Work order:
Copy out each line of the entries below in which the string "Constants" appears.

Raw data:
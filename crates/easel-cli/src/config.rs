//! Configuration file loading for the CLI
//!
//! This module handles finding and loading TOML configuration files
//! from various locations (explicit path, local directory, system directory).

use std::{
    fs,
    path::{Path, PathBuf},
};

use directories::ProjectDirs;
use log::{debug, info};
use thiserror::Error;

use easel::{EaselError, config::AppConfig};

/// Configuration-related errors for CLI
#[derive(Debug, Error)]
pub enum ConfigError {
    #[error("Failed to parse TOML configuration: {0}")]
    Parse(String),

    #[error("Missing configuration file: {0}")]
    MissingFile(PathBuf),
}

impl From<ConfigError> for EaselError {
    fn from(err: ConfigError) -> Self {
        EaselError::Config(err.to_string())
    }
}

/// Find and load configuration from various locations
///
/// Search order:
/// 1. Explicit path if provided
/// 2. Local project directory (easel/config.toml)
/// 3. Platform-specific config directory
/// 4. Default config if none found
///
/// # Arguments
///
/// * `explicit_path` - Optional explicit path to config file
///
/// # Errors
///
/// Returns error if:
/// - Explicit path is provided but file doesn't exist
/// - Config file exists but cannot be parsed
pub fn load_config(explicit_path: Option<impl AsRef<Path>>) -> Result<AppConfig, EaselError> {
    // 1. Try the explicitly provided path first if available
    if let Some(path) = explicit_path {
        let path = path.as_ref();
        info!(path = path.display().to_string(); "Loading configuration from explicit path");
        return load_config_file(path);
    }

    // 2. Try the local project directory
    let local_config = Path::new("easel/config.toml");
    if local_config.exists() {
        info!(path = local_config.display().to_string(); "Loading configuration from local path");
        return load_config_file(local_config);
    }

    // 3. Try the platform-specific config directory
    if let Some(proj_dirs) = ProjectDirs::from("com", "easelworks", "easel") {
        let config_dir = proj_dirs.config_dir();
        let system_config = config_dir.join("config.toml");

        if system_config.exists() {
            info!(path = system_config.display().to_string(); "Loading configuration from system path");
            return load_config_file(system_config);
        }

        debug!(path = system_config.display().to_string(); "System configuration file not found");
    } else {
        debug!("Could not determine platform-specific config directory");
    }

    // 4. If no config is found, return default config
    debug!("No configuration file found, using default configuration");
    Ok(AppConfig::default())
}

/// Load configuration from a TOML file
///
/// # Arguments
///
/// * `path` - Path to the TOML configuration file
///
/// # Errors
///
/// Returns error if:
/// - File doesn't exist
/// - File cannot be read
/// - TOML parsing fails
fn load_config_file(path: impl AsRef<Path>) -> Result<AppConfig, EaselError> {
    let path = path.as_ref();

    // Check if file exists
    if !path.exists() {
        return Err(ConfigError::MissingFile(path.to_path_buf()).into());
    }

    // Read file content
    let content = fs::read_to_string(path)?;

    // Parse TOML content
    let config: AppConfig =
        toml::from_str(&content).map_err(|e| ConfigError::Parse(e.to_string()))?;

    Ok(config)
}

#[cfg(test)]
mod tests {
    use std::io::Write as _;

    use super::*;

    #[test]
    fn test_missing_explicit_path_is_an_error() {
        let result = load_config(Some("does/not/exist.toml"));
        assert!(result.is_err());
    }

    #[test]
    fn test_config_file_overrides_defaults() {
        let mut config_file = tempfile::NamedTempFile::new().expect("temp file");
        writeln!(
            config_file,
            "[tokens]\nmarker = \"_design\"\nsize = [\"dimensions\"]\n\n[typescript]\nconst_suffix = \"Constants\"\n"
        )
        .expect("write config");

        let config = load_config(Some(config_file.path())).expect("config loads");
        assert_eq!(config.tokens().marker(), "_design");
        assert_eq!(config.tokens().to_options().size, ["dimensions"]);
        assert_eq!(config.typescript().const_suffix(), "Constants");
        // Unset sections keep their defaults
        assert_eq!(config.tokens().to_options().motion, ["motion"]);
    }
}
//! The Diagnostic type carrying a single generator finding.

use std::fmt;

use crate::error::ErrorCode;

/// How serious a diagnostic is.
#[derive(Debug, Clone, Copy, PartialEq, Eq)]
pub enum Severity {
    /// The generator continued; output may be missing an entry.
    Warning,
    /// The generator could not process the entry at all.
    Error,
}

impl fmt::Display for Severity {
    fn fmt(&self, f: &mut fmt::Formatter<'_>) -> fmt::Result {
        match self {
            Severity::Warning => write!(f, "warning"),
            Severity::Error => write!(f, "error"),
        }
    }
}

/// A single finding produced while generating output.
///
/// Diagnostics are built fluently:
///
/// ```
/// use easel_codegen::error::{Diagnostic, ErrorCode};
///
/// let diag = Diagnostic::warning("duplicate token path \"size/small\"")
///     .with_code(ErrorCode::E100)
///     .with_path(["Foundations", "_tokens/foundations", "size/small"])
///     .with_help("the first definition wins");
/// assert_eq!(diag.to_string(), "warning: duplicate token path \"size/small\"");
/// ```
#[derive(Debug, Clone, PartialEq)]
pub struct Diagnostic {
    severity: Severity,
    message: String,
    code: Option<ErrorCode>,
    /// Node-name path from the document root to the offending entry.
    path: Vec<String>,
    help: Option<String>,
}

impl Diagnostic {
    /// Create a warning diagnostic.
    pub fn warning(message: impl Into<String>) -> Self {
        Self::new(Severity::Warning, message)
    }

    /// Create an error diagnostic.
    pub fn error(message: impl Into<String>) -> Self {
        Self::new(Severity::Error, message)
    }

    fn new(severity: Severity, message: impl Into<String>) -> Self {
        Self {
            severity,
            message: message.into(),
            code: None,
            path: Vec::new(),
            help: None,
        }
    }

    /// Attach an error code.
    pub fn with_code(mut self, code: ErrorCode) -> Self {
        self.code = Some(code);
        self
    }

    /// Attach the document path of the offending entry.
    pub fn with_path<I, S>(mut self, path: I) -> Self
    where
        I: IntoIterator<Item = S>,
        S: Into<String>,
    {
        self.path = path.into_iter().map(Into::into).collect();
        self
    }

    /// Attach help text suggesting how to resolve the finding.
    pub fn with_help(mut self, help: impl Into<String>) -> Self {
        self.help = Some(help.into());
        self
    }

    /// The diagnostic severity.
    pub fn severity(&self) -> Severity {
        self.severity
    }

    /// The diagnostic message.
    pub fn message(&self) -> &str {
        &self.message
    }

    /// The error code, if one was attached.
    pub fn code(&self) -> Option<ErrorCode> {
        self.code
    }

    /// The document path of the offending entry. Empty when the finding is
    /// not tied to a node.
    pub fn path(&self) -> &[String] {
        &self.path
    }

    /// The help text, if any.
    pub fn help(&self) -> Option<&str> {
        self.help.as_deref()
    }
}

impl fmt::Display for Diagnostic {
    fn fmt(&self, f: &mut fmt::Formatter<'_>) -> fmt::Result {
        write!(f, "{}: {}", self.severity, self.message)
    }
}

--

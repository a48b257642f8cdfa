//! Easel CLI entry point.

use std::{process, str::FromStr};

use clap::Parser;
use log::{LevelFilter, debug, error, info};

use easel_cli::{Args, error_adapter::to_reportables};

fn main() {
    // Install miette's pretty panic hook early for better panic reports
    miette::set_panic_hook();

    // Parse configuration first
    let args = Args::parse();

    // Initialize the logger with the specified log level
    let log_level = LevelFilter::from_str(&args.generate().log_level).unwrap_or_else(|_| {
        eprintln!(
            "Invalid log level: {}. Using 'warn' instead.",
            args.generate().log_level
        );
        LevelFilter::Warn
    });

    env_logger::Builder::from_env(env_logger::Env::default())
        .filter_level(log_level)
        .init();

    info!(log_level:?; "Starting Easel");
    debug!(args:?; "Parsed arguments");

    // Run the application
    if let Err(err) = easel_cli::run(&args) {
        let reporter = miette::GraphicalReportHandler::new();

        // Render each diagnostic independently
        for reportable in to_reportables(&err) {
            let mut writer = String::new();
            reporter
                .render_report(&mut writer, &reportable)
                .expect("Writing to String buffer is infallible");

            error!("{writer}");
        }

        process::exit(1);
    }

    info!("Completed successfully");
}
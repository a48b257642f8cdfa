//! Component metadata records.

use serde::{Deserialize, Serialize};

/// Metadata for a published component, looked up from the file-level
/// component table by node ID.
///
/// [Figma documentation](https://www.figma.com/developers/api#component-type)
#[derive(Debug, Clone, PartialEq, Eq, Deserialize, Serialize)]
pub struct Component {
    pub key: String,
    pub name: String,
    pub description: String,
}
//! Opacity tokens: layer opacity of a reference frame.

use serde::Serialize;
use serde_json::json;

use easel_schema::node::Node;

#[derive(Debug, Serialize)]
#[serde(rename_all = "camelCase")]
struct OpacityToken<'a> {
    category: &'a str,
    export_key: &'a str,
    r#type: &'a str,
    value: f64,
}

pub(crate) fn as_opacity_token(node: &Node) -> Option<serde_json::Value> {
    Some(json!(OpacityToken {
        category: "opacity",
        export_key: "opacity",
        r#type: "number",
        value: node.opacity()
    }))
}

Problem solution:
            "[tokens]\nmarker = \"_design\"\nsize = [\"dimensions\"]\n\n[typescript]\nconst_suffix = \"Constants\"\n"
        assert_eq!(config.typescript().const_suffix(), "Constants");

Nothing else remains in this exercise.